Jane
My daughter, Becky, turned 18 a couple months ago, and we surprised her with a paintball party with her girlfriends. When 2 of the girls didn’t show up, my husband and I, being cheap and insane, decided to play. This was our reasoning: how bad could it be? It’s a game that millions of people in America play every year and seem to enjoy! It would be a bonding experience with our daughter, who is leaving for college soon!!

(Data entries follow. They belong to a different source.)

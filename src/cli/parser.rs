//! CLI argument parsing with clap
//!
//! This module defines the command-line interface structure using clap,
//! including all commands, arguments, and their documentation.

use clap::{Parser, Subcommand, ValueEnum};
use std::path::PathBuf;

/// Digital business card backend
#[derive(Parser, Debug)]
#[command(name = "vcard-rs")]
#[command(about = "Digital business card backend: themes, users and their vCards")]
#[command(long_about = "
vcard-rs serves the REST API behind a multi-tenant digital business card
product. Admins manage visual themes; users own a vCard rendered with one
of them.

EXAMPLES:
    # Start the server with default configuration
    vcard-rs serve

    # Start server on custom host and port
    vcard-rs serve --host 0.0.0.0 --port 8080

    # Use custom configuration file
    vcard-rs --config /path/to/config.toml serve

    # Check configuration without starting server
    vcard-rs serve --dry-run

    # Run database migrations
    vcard-rs migrate

    # Rollback last 2 migrations
    vcard-rs migrate --rollback 2

    # Wipe themes and users, then create the default theme and an admin
    DB_CONNECTION=postgres://localhost/vcard vcard-rs seed

    # Same, without any prompt
    vcard-rs seed --name Admin --email admin@example.com --password s3cret-pass --yes
")]
#[command(version = crate::clap_long_version())]
pub struct Cli {
    /// Subcommand to execute
    #[command(subcommand)]
    pub command: Option<Commands>,

    /// Configuration file path
    ///
    /// Load this single TOML file instead of the layered `config/` directory.
    /// The file must exist and be readable.
    ///
    /// Example: --config /etc/vcard-rs/production.toml
    #[arg(short, long, value_name = "FILE", value_parser = super::validation::validate_config_file_path)]
    pub config: Option<PathBuf>,

    /// Override environment detection
    ///
    /// Selects which `{environment}.toml` layer is loaded instead of
    /// reading `VCARD_APP_ENV`.
    ///
    /// Available values: development (dev), staging (stage), production (prod), test
    #[arg(short, long, value_enum)]
    pub env: Option<Environment>,

    /// Enable verbose logging
    ///
    /// Raises the log level to debug. Cannot be used with --quiet.
    #[arg(short, long)]
    pub verbose: bool,

    /// Suppress non-error output
    ///
    /// Lowers the log level to error. Cannot be used with --verbose.
    #[arg(short, long, conflicts_with = "verbose")]
    pub quiet: bool,
}

/// Available subcommands
#[derive(Subcommand, Debug)]
pub enum Commands {
    /// Start the web server (default)
    ///
    /// Launches the HTTP server with the configured settings. The server
    /// binds to the configured host and port, opens the database pool,
    /// applies migrations when `database.auto_migrate` is set, and begins
    /// accepting requests.
    ///
    /// Examples:
    ///   vcard-rs serve                           # Start with defaults
    ///   vcard-rs serve --host 0.0.0.0 --port 80  # Bind to all interfaces on port 80
    ///   vcard-rs serve --dry-run                 # Validate config without starting
    Serve {
        /// Host address to bind to
        ///
        /// Use 127.0.0.1 for localhost only, or 0.0.0.0 to accept
        /// connections from any interface.
        ///
        /// Default: 127.0.0.1
        #[arg(long, value_name = "ADDRESS", value_parser = super::validation::validate_host_address)]
        host: Option<String>,

        /// Port number to listen on
        ///
        /// Must be between 1 and 65535.
        ///
        /// Default: 3000
        #[arg(short, long, value_name = "PORT", value_parser = super::validation::validate_port)]
        port: Option<u16>,

        /// Log level override
        ///
        /// Takes precedence over the configuration file and the global
        /// --verbose/--quiet flags.
        #[arg(long, value_enum)]
        log_level: Option<LogLevel>,

        /// Validate configuration and exit
        #[arg(long)]
        dry_run: bool,
    },
    /// Database migration operations
    ///
    /// Examples:
    ///   vcard-rs migrate                    # Apply all pending migrations
    ///   vcard-rs migrate --dry-run          # Show pending migrations without applying
    ///   vcard-rs migrate --rollback 3       # Rollback the last 3 migrations
    Migrate {
        /// Show pending migrations without applying
        #[arg(long, conflicts_with = "rollback")]
        dry_run: bool,

        /// Number of migrations to rollback (1 to 100)
        #[arg(long, value_name = "STEPS", conflicts_with = "dry_run", value_parser = super::validation::validate_rollback_steps)]
        rollback: Option<u32>,
    },
    /// Reset the database to a fresh install
    ///
    /// Deletes every theme and user, inserts the default theme and creates
    /// one admin account linked to it. Missing credentials are prompted
    /// for on the terminal.
    ///
    /// Examples:
    ///   vcard-rs seed
    ///   vcard-rs seed --email admin@example.com --yes
    Seed {
        /// Admin display name
        #[arg(long, value_name = "NAME")]
        name: Option<String>,

        /// Admin e-mail address
        #[arg(long, value_name = "EMAIL")]
        email: Option<String>,

        /// Admin password
        #[arg(long, value_name = "PASSWORD", env = "VCARD_SEED_PASSWORD", hide_env_values = true)]
        password: Option<String>,

        /// Skip the confirmation before existing data is deleted (implied when
        /// stdin is not a terminal)
        #[arg(short, long)]
        yes: bool,
    },
}

/// Environment options
#[derive(ValueEnum, Clone, Copy, Debug, PartialEq, Eq)]
pub enum Environment {
    #[value(name = "development", alias = "dev")]
    Development,
    #[value(name = "staging", alias = "stage")]
    Staging,
    #[value(name = "production", alias = "prod")]
    Production,
    #[value(name = "test")]
    Test,
}

/// Log level options
#[derive(ValueEnum, Clone, Copy, Debug, PartialEq, Eq)]
pub enum LogLevel {
    #[value(name = "error")]
    Error,
    #[value(name = "warn", alias = "warning")]
    Warn,
    #[value(name = "info")]
    Info,
    #[value(name = "debug")]
    Debug,
    #[value(name = "trace")]
    Trace,
}

impl LogLevel {
    pub fn as_str(&self) -> &'static str {
        match self {
            LogLevel::Error => "error",
            LogLevel::Warn => "warn",
            LogLevel::Info => "info",
            LogLevel::Debug => "debug",
            LogLevel::Trace => "trace",
        }
    }
}

impl Cli {
    /// Validate argument combinations clap cannot express.
    pub fn validate(&self) -> Result<(), String> {
        if self.verbose && self.quiet {
            return Err("Cannot use --verbose and --quiet together".to_string());
        }

        match &self.command {
            Some(Commands::Migrate { dry_run, rollback }) if *dry_run && rollback.is_some() => {
                Err("Cannot use --dry-run and --rollback together".to_string())
            }
            Some(Commands::Seed { name, email, .. }) => {
                if name.as_deref().is_some_and(|n| n.trim().is_empty()) {
                    return Err("--name cannot be blank".to_string());
                }
                if email.as_deref().is_some_and(|e| e.trim().is_empty()) {
                    return Err("--email cannot be blank".to_string());
                }
                Ok(())
            }
            _ => Ok(()),
        }
    }

    /// Logger level requested on the command line, if any.
    pub fn log_level_override(&self) -> Option<&'static str> {
        if let Some(Commands::Serve {
            log_level: Some(level),
            ..
        }) = &self.command
        {
            return Some(level.as_str());
        }

        if self.verbose {
            Some("debug")
        } else if self.quiet {
            Some("error")
        } else {
            None
        }
    }
}

impl From<Environment> for crate::config::Environment {
    fn from(env: Environment) -> Self {
        match env {
            Environment::Development => crate::config::Environment::Development,
            Environment::Staging => crate::config::Environment::Staging,
            Environment::Production => crate::config::Environment::Production,
            Environment::Test => crate::config::Environment::Test,
        }
    }
}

We should have known we were in trouble when they outfitted us in protective gear for our heads and chests and handed us our lethal-looking weapons. Here we are, ready to go:

As soon as we were suited up, they told us about all the things that could go wrong–and all the various ways that we could get hurt–and made us sign a waiver. Then they introduced us to our “enemies”: a team of six very muscular people in camoflage gear and make-up, with their own private paintball guns. I should have backed off then–but, no. I wanted to feel young and energetic in my new thinner state! I wanted to show my daughter what a cool mom I could be!

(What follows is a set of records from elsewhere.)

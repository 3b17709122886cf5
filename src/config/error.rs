use thiserror::Error;

/// Everything that can go wrong between reading the layers and accepting
/// the final [`Settings`](crate::config::Settings).
#[derive(Debug, Error)]
pub enum ConfigError {
    /// A required layer (`default.toml` or `--config`) is missing
    #[error("Configuration file not found: {0}")]
    FileNotFound(String),

    #[error("Failed to parse configuration: {0}")]
    ParseError(String),

    /// A value parsed but is out of range; `field` is the dotted key
    #[error("Invalid value for {field}: {message}")]
    ValidationError { field: String, message: String },

    /// `VCARD_APP_ENV` names no known environment
    #[error("Environment variable error: {0}")]
    EnvVarError(String),

    /// `VCARD_CONFIG_DIR` and `VCARD_CONFIG_FILE` are both set
    #[error("Conflicting configuration sources: {0}")]
    MutualExclusivityError(String),

    #[error(transparent)]
    Other(#[from] config::ConfigError),
}

impl ConfigError {
    pub fn validation(field: impl Into<String>, message: impl Into<String>) -> Self {
        ConfigError::ValidationError {
            field: field.into(),
            message: message.into(),
        }
    }

    pub fn file_not_found(path: impl Into<String>) -> Self {
        ConfigError::FileNotFound(path.into())
    }

    pub fn mutual_exclusivity(message: impl Into<String>) -> Self {
        ConfigError::MutualExclusivityError(message.into())
    }
}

They led us to the woods, where we were supposed to spread out, hide, and wait for the enemies to come after us. They told us an important rule: if we got hit by someone, we were to hold up our gun to show that we were dead, so that people would stop shooting at us. My heart raced with excitement. I felt the way I used to feel at the beginning of a good game of “Kick the Can.”
That was the last moment of enjoyment for me. I am here to report that I have never done anything quite so terrifying. I have always been anti-war, in a vague, hippyish sort of easy-thinking way. But after being stalked and shot at from point-blank range, I am now against war in a gut-level, fear/hatred/revulsion kind of way. What do you know? It turns out I don’t enjoy crawling and hiding behind trees and under bushes, in fear that someone is going to jump out from behind their own bush and shoot me. And I really don’t like wandering by mistake into a creek that is mostly mud and getting my feet stuck, with the sound of footsteps approaching, so that my heart starts racing, as I’m drenched in sweat, and the only thought I have is: “Get me out of this creek and away from here NOW!” (more…)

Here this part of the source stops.